Data for review:
[Start of Attachment]

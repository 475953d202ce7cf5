//! Request-parameter extraction subsystem.
//!
//! Two phases, so request handling runs no reflection:
//!
//! 1. Registration: handler parameters are classified (path, query,
//!    header, body) and their validators compiled into a [`HandlerPlan`].
//! 2. Request: the plan pulls raw values from [`RequestParts`], validates
//!    them, and binds [`BoundArgs`] — or reports every failing parameter
//!    in one structured failure.

mod plan;
mod request;

pub use plan::{HandlerPlan, ParamSource, PlanBuilder};
pub use request::{BoundArgs, RequestParts};
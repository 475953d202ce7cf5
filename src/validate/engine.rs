//! The validation engine.
//!
//! `Engine` drives one model validation call: it picks the execution path
//! (compiled validators when the spec carries them and the fast path is
//! enabled, the interpreter otherwise), creates the call's arena and
//! context, and converts the accumulated errors into a
//! [`ValidationFailure`]. A fast-path panic is caught at this boundary,
//! logged, and the call is re-run interpreted from scratch — the panicked
//! attempt's partial output is never consulted, so a correct rejection can
//! never turn into an acceptance.
//!
//! `check_object` is the shared structural driver: required/default
//! handling, extra-key policy, per-field dispatch, field hooks, and the
//! root hook. It is re-entered for every nested model.

use bumpalo::Bump;
use serde_json::{Map, Value};
use std::panic::{self, AssertUnwindSafe};

use crate::config::EngineConfig;
use crate::decl::{ModelSpec, SpecRegistry};
use crate::observability::{logger, Severity};
use crate::validate::context::{HostGuard, ValidationContext};
use crate::validate::errors::{ValidationError, ValidationFailure};
use crate::validate::interp;

/// Validation engine over a finalized registry.
///
/// The engine borrows the registry the way the rest of the read path does:
/// specs are shared immutably, and the engine itself holds no mutable
/// state, so one engine value can serve arbitrarily many calls.
pub struct Engine<'a> {
    registry: &'a SpecRegistry,
    config: EngineConfig,
}

impl<'a> Engine<'a> {
    /// Creates an engine over the given registry.
    pub fn new(registry: &'a SpecRegistry, config: EngineConfig) -> Self {
        Self { registry, config }
    }

    /// The registry this engine resolves model references through.
    pub fn registry(&self) -> &'a SpecRegistry {
        self.registry
    }

    /// The engine configuration.
    pub fn config(&self) -> &EngineConfig {
        &self.config
    }

    /// Validates a mapping against a spec, returning the coerced mapping
    /// in declaration order or the full batch of field errors.
    pub fn validate_spec(
        &self,
        spec: &ModelSpec,
        data: &Map<String, Value>,
    ) -> Result<Map<String, Value>, ValidationFailure> {
        if self.config.fast_path && spec.is_fast_path_capable() {
            let attempt =
                panic::catch_unwind(AssertUnwindSafe(|| self.run(spec, data, false)));
            match attempt {
                Ok(result) => {
                    return result.map_err(|errors| ValidationFailure::new(&spec.name, errors))
                }
                Err(_) => {
                    logger::emit_stderr(
                        Severity::Warn,
                        "fast_path_panic",
                        &[("model", spec.name.as_str())],
                    );
                }
            }
        }
        self.run(spec, data, true)
            .map_err(|errors| ValidationFailure::new(&spec.name, errors))
    }

    /// Re-validates a single field, used by validate-on-assignment. The
    /// field's hook, if any, sees the instance's current values.
    pub fn validate_field(
        &self,
        spec: &ModelSpec,
        field: &str,
        value: &Value,
        current: &Map<String, Value>,
    ) -> Result<Value, ValidationFailure> {
        let Some(index) = spec.field_index(field) else {
            return Err(ValidationFailure::single(
                &spec.name,
                ValidationError::extra_forbidden(field),
            ));
        };

        let interpreted = !self.config.fast_path || !spec.is_fast_path_capable();
        let arena = Bump::new();
        let mut ctx = ValidationContext::new(
            &arena,
            self.config.max_depth,
            spec.config.strict_types.unwrap_or(self.config.strict),
            interpreted,
        );

        let coerced = match (&spec.compiled, interpreted) {
            (Some(validators), false) => {
                validators[index].validate(value, field, &mut ctx, self.registry)
            }
            _ => {
                let decl = &spec.decls[index];
                interp::check_value(&decl.ty, &decl.constraints, value, field, &mut ctx, self.registry)
            }
        };

        let coerced = coerced.and_then(|v| {
            apply_field_hook(spec, field, v, current, field, &mut ctx)
        });

        match coerced {
            Some(v) if ctx.error_count() == 0 => Ok(v),
            _ => Err(ValidationFailure::new(&spec.name, ctx.take_errors())),
        }
    }

    fn run(
        &self,
        spec: &ModelSpec,
        data: &Map<String, Value>,
        interpreted: bool,
    ) -> Result<Map<String, Value>, Vec<ValidationError>> {
        let arena = Bump::new();
        let mut ctx =
            ValidationContext::new(&arena, self.config.max_depth, self.config.strict, interpreted);
        match check_object(spec, data, "", &mut ctx, self.registry) {
            Some(out) if ctx.error_count() == 0 => Ok(out),
            _ => Err(ctx.take_errors()),
        }
    }
}

/// Structural validation of one mapping against one spec.
///
/// Shared by both execution paths; only the per-value dispatch differs.
/// Returns the coerced mapping in declaration order, or `None` with every
/// field failure recorded in the context.
pub(crate) fn check_object(
    spec: &ModelSpec,
    data: &Map<String, Value>,
    prefix: &str,
    ctx: &mut ValidationContext<'_>,
    registry: &SpecRegistry,
) -> Option<Map<String, Value>> {
    let prev_strict = ctx.strict;
    ctx.strict = spec.config.strict_types.unwrap_or(ctx.engine_strict);
    let result = check_object_inner(spec, data, prefix, ctx, registry);
    ctx.strict = prev_strict;
    result
}

fn check_object_inner(
    spec: &ModelSpec,
    data: &Map<String, Value>,
    prefix: &str,
    ctx: &mut ValidationContext<'_>,
    registry: &SpecRegistry,
) -> Option<Map<String, Value>> {
    let start = ctx.error_count();

    // Unknown keys are ignored unless the model is strict about them.
    if spec.config.strict_extra {
        for key in data.keys() {
            if spec.field_index(key).is_none() {
                let path = ctx.child_path(prefix, key);
                ctx.push_error(ValidationError::extra_forbidden(path));
            }
        }
    }

    let use_compiled = !ctx.interpreted && spec.compiled.is_some();
    let mut out = Map::new();

    for (i, field) in spec.fields.iter().enumerate() {
        let path = ctx.child_path(prefix, &field.name);
        let coerced = match data.get(&field.name) {
            Some(raw) => match (&spec.compiled, use_compiled) {
                (Some(validators), true) => validators[i].validate(raw, path, ctx, registry),
                _ => {
                    let decl = &spec.decls[i];
                    interp::check_value(&decl.ty, &decl.constraints, raw, path, ctx, registry)
                }
            },
            None => {
                if field.required {
                    ctx.push_error(ValidationError::missing(path));
                    None
                } else {
                    Some(field.default.clone().unwrap_or(Value::Null))
                }
            }
        };

        if let Some(v) = coerced {
            if let Some(v) = apply_field_hook(spec, &field.name, v, &out, path, ctx) {
                out.insert(field.name.clone(), v);
            }
        }
    }

    if ctx.error_count() > start {
        return None;
    }

    // Root hook runs once, only after every field passed individually.
    if let Some(hook) = &spec.root_hook {
        let outcome = {
            let _guard = HostGuard::pause();
            hook.call(&out)
        };
        match outcome {
            Ok(Some(replacement)) => out = replacement,
            Ok(None) => {}
            Err(msg) => {
                let path = if prefix.is_empty() { "$root" } else { prefix };
                ctx.push_error(ValidationError::custom(path, msg, None));
                return None;
            }
        }
    }

    Some(out)
}

/// Runs the field's hook, if any, under a host-collector pause.
fn apply_field_hook(
    spec: &ModelSpec,
    field: &str,
    value: Value,
    so_far: &Map<String, Value>,
    path: &str,
    ctx: &mut ValidationContext<'_>,
) -> Option<Value> {
    let Some(hook) = spec.field_hooks.get(field) else {
        return Some(value);
    };
    let outcome = {
        let _guard = HostGuard::pause();
        hook.call(&value, so_far)
    };
    match outcome {
        Ok(Some(replacement)) => Some(replacement),
        Ok(None) => Some(value),
        Err(msg) => {
            ctx.push_error(ValidationError::custom(path, msg, Some(value)));
            None
        }
    }
}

[End of Attachment]

Problem description: Would you retype the lines above from the one with "let Some(index) = spec.field_index(field)" down to the one with "self.config.max_depth, self.config.strict, interpreted);", word for word, both ends included and no other lines?

Solution for this task:
        let Some(index) = spec.field_index(field) else {
            return Err(ValidationFailure::single(
                &spec.name,
                ValidationError::extra_forbidden(field),
            ));
        };

        let interpreted = !self.config.fast_path || !spec.is_fast_path_capable();
        let arena = Bump::new();
        let mut ctx = ValidationContext::new(
            &arena,
            self.config.max_depth,
            spec.config.strict_types.unwrap_or(self.config.strict),
            interpreted,
        );

        let coerced = match (&spec.compiled, interpreted) {
            (Some(validators), false) => {
                validators[index].validate(value, field, &mut ctx, self.registry)
            }
            _ => {
                let decl = &spec.decls[index];
                interp::check_value(&decl.ty, &decl.constraints, value, field, &mut ctx, self.registry)
            }
        };

        let coerced = coerced.and_then(|v| {
            apply_field_hook(spec, field, v, current, field, &mut ctx)
        });

        match coerced {
            Some(v) if ctx.error_count() == 0 => Ok(v),
            _ => Err(ValidationFailure::new(&spec.name, ctx.take_errors())),
        }
    }

    fn run(
        &self,
        spec: &ModelSpec,
        data: &Map<String, Value>,
        interpreted: bool,
    ) -> Result<Map<String, Value>, Vec<ValidationError>> {
        let arena = Bump::new();
        let mut ctx =
            ValidationContext::new(&arena, self.config.max_depth, self.config.strict, interpreted);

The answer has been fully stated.